Activity> Within the records that follow, find every line containing the string "crate". Copy those lines.

>>>>

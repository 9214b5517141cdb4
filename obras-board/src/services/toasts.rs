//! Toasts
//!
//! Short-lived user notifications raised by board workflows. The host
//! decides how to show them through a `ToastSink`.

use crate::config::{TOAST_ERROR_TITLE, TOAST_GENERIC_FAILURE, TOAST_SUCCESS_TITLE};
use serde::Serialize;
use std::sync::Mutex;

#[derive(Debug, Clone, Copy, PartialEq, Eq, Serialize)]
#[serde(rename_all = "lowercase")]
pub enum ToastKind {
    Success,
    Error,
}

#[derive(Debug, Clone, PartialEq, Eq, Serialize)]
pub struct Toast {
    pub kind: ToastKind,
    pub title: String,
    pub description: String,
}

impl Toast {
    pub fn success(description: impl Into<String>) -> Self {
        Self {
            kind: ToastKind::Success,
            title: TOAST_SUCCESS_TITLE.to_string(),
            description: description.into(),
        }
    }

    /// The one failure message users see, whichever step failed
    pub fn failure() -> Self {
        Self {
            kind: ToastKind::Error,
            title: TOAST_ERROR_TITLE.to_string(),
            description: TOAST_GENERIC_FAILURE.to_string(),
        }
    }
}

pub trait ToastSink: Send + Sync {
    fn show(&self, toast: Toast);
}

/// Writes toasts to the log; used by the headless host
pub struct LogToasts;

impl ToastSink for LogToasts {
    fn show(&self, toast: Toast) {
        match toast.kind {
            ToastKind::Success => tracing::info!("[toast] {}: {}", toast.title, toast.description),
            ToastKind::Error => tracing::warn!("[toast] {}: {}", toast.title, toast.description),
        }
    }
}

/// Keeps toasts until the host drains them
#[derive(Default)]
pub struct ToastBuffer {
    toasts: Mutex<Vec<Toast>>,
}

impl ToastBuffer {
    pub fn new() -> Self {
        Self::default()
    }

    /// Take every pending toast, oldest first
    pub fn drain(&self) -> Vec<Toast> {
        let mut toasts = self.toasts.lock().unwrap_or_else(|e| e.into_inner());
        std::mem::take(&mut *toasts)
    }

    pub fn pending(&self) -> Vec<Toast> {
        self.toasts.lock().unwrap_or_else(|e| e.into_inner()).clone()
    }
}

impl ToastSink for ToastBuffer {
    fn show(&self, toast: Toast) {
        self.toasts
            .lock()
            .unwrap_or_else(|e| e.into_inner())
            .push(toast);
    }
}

<<<<
>>>>

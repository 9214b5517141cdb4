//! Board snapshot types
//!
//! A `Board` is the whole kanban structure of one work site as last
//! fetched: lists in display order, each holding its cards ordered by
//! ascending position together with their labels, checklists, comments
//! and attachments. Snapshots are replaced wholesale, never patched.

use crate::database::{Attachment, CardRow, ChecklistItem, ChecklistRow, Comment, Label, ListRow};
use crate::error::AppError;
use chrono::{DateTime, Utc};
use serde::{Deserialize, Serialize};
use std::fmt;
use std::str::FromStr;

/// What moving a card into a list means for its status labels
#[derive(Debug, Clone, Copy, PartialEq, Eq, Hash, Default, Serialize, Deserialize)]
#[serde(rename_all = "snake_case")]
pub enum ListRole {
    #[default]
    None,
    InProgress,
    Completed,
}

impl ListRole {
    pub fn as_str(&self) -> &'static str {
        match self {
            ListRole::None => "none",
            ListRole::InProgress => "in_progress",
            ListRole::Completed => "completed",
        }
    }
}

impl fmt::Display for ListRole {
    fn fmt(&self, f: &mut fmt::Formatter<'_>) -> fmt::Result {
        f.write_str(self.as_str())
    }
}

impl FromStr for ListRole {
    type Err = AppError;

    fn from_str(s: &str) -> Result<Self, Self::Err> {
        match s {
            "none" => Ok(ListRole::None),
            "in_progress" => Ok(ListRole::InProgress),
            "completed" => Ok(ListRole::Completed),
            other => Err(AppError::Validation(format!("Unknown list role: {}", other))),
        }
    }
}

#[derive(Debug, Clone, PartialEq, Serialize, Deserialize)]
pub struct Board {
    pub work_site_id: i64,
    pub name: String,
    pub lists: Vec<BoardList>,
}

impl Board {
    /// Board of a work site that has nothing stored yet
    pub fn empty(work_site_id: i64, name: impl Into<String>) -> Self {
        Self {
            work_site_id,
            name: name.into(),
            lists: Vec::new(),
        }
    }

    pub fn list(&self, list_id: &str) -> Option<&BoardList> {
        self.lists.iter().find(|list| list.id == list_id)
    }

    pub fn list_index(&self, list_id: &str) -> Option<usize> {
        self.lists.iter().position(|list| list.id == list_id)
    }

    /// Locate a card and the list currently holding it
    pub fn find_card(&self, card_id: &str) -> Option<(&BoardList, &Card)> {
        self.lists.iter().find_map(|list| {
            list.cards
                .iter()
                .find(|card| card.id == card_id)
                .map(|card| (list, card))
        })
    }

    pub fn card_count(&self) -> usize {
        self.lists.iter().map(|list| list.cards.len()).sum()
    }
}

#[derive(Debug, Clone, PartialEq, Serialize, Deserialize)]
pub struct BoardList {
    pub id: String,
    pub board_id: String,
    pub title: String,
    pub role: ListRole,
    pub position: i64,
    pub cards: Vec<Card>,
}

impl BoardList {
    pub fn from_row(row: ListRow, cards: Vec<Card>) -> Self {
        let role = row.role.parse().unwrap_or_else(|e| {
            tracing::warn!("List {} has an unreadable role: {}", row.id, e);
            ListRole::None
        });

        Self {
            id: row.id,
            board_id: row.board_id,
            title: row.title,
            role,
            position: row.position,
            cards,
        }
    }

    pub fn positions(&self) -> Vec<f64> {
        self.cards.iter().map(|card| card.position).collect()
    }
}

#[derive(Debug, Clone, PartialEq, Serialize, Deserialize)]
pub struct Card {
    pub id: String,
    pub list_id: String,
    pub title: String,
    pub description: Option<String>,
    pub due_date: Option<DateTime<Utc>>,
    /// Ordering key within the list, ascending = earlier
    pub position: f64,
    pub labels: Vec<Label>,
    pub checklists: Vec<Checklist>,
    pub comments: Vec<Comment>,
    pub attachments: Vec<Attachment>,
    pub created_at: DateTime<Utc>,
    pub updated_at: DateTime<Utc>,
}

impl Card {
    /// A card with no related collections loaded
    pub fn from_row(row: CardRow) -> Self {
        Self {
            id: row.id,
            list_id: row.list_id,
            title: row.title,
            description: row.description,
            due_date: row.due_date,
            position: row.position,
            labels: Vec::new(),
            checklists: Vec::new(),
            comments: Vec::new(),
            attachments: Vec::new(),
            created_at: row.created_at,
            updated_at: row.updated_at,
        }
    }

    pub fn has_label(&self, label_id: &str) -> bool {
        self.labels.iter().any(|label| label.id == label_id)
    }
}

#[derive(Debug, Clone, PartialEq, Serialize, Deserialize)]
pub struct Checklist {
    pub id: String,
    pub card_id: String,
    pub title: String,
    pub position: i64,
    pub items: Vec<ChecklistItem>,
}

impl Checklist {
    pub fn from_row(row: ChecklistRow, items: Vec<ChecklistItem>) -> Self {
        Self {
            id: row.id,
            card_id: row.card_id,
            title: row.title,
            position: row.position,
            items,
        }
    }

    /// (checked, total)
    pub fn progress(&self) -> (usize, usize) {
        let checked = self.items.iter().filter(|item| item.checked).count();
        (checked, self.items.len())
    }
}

<<<<
>>>>

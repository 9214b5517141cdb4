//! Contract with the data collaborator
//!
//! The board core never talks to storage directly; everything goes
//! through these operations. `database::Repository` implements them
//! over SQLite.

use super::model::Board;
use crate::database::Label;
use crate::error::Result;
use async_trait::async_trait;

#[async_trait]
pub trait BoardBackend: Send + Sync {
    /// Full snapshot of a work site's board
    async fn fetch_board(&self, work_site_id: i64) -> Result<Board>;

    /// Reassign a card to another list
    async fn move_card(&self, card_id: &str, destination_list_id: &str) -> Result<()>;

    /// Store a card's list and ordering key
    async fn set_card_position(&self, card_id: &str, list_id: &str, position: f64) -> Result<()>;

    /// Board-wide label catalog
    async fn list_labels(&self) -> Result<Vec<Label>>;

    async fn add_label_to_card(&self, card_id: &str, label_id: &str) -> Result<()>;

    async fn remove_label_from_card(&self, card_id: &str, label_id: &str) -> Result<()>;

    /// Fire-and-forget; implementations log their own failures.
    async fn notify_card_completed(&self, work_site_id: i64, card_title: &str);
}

<<<<

Answer space>
use crate::config::{TOAST_ERROR_TITLE, TOAST_GENERIC_FAILURE, TOAST_SUCCESS_TITLE};
use crate::database::{Attachment, CardRow, ChecklistItem, ChecklistRow, Comment, Label, ListRow};
use crate::error::AppError;
use crate::database::Label;
use crate::error::Result;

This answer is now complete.